James Cook: The Voyages
PACCAR Gallery, British Library, London, Showing until: 28 August 2018
To mark 250 years since Captain James Cook’s ship Endeavour set sail from Plymouth, this major British Library exhibition will tell the story of Cook’s three great voyages through original documents, many of which were produced by the artists, scientists and seamen on board the ship.
From Cook’s journal detailing the first crossing of the Antarctic Circle to handwritten log books, stunning artwork and intricate maps, this exhibition will chart the three voyages, which spanned more than a decade, and shed new light on the experiences of people on the ship and in the places visited.

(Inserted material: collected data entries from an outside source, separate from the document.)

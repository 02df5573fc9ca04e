//! HTTP fetcher implementation
//!
//! This module handles all HTTP requests, including:
//! - Building HTTP clients with a browser-like header set
//! - Plain text retrieval for sitemaps and robots.txt
//! - The page fetch contract used by the crawl orchestrator
//! - Error classification

use crate::config::HttpConfig;
use crate::{HarvestError, SitemapError};
use async_trait::async_trait;
use reqwest::header::{HeaderMap, HeaderValue, ACCEPT, ACCEPT_LANGUAGE};
use reqwest::Client;
use scraper::{Html, Selector};
use std::time::Duration;
use thiserror::Error;

/// Outcome of a single fetch attempt as reported by a fetch client
#[derive(Debug, Clone, PartialEq, Eq)]
pub struct FetchResponse {
    /// Whether the page was retrieved
    pub success: bool,
    /// Page content (empty on failure)
    pub content: String,
    /// Reason reported for an unsuccessful fetch
    pub error_message: Option<String>,
    /// Page title, when the client extracts one
    pub title: Option<String>,
}

impl FetchResponse {
    pub fn success(content: impl Into<String>) -> Self {
        Self {
            success: true,
            content: content.into(),
            error_message: None,
            title: None,
        }
    }

    pub fn failure(message: impl Into<String>) -> Self {
        Self {
            success: false,
            content: String::new(),
            error_message: Some(message.into()),
            title: None,
        }
    }

    pub fn with_title(mut self, title: Option<String>) -> Self {
        self.title = title;
        self
    }
}

/// Errors raised by a fetch client instead of being reported as a failure
#[derive(Debug, Error)]
pub enum FetchError {
    #[error("Request timeout for {url}")]
    Timeout { url: String },

    #[error("Connection failed for {url}: {message}")]
    Connect { url: String, message: String },

    #[error("Request failed for {url}: {source}")]
    Request { url: String, source: reqwest::Error },

    #[error("{0}")]
    Other(String),
}

impl FetchError {
    fn from_reqwest(url: &str, error: reqwest::Error) -> Self {
        if error.is_timeout() {
            FetchError::Timeout {
                url: url.to_string(),
            }
        } else if error.is_connect() {
            FetchError::Connect {
                url: url.to_string(),
                message: error.to_string(),
            }
        } else {
            FetchError::Request {
                url: url.to_string(),
                source: error,
            }
        }
    }
}

/// Retrieves the content of one page
///
/// Implementations are shared by every in-flight task, so they must tolerate
/// as many concurrent calls as the orchestrator admits.
#[async_trait]
pub trait FetchClient: Send + Sync {
    /// Fetches `url` within the logical browsing session `session_id`
    ///
    /// A reported failure (`success == false`) and a raised error are both
    /// treated as retryable by the caller.
    async fn fetch(&self, url: &str, session_id: &str) -> Result<FetchResponse, FetchError>;
}

/// Builds an HTTP client with proper configuration
///
/// # Arguments
///
/// * `config` - Request identification and timeouts
///
/// # Returns
///
/// * `Ok(Client)` - Successfully built HTTP client
/// * `Err(HarvestError)` - A header value was invalid or the client failed to build
///
/// # Example
///
/// ```no_run
/// use sitemap_harvest::config::HttpConfig;
/// use sitemap_harvest::crawler::build_http_client;
///
/// let client = build_http_client(&HttpConfig::default()).unwrap();
/// ```
pub fn build_http_client(config: &HttpConfig) -> Result<Client, HarvestError> {
    let mut headers = HeaderMap::new();
    headers.insert(ACCEPT, HeaderValue::from_str(&config.accept)?);
    headers.insert(
        ACCEPT_LANGUAGE,
        HeaderValue::from_str(&config.accept_language)?,
    );

    let client = Client::builder()
        .user_agent(config.user_agent.as_str())
        .default_headers(headers)
        .timeout(Duration::from_secs(config.timeout_secs))
        .connect_timeout(Duration::from_secs(config.connect_timeout_secs))
        .gzip(true)
        .brotli(true)
        .build()?;

    Ok(client)
}

/// Fetches a URL and returns its body as text
///
/// Used for sitemap documents and robots.txt.
///
/// # Returns
///
/// * `Ok(String)` - The body of a 2xx response
/// * `Err(SitemapError::Status)` - The server answered with another status
/// * `Err(SitemapError::Fetch)` - The request or body transfer failed
pub async fn fetch_text(client: &Client, url: &str) -> Result<String, SitemapError> {
    tracing::debug!("GET {}", url);

    let response = client
        .get(url)
        .send()
        .await
        .map_err(|source| SitemapError::Fetch {
            url: url.to_string(),
            source,
        })?;

    let status = response.status();
    if !status.is_success() {
        return Err(SitemapError::Status {
            url: url.to_string(),
            status: status.as_u16(),
        });
    }

    response.text().await.map_err(|source| SitemapError::Fetch {
        url: url.to_string(),
        source,
    })
}

/// Fetch client that retrieves pages over plain HTTP
///
/// Returns the raw response body; no rendering or content extraction happens
/// beyond reading the HTML `<title>`.
#[derive(Debug, Clone)]
pub struct HttpFetchClient {
    client: Client,
}

impl HttpFetchClient {
    pub fn new(client: Client) -> Self {
        Self { client }
    }
}

#[async_trait]
impl FetchClient for HttpFetchClient {
    async fn fetch(&self, url: &str, session_id: &str) -> Result<FetchResponse, FetchError> {
        tracing::debug!(session = session_id, "GET {}", url);

        let response = self
            .client
            .get(url)
            .send()
            .await
            .map_err(|e| FetchError::from_reqwest(url, e))?;

        let status = response.status();
        if !status.is_success() {
            return Ok(FetchResponse::failure(format!("HTTP {}", status.as_u16())));
        }

        let body = response
            .text()
            .await
            .map_err(|e| FetchError::from_reqwest(url, e))?;
        let title = extract_title(&body);

        Ok(FetchResponse::success(body).with_title(title))
    }
}

/// Extracts the page title from an HTML document
fn extract_title(html: &str) -> Option<String> {
    let document = Html::parse_document(html);
    let title_selector = Selector::parse("title").ok()?;

    document
        .select(&title_selector)
        .next()
        .map(|element| element.text().collect::<String>().trim().to_string())
        .filter(|s| !s.is_empty())
}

Drawings by the Polynesian high priest and navigator Tupaia, who joined the first voyage at Tahiti and accompanied Cook to New Zealand and Australia, will be going on public display for the first time together, alongside works by expedition artists Sydney Parkinson, John Webber and William Hodges. Tupaia’s paintings include a series of depictions of Tahitian society and culture, as well as drawings from New Zealand and Australia.
The exhibition also examines the scientific work of the expeditions and features some of the original natural history drawings made on the voyages, including the first European depiction of a kangaroo drawn by Sydney Parkinson, on loan from the Natural History Museum.
The British Library holds distinguished collections of original maps, artworks and journals from the voyages and, alongside rare printed books and newly commissioned video content, the exhibition seeks to shed new light on encounters that completed the outline of the known world and formed the starting point for the following two centuries of globalisation.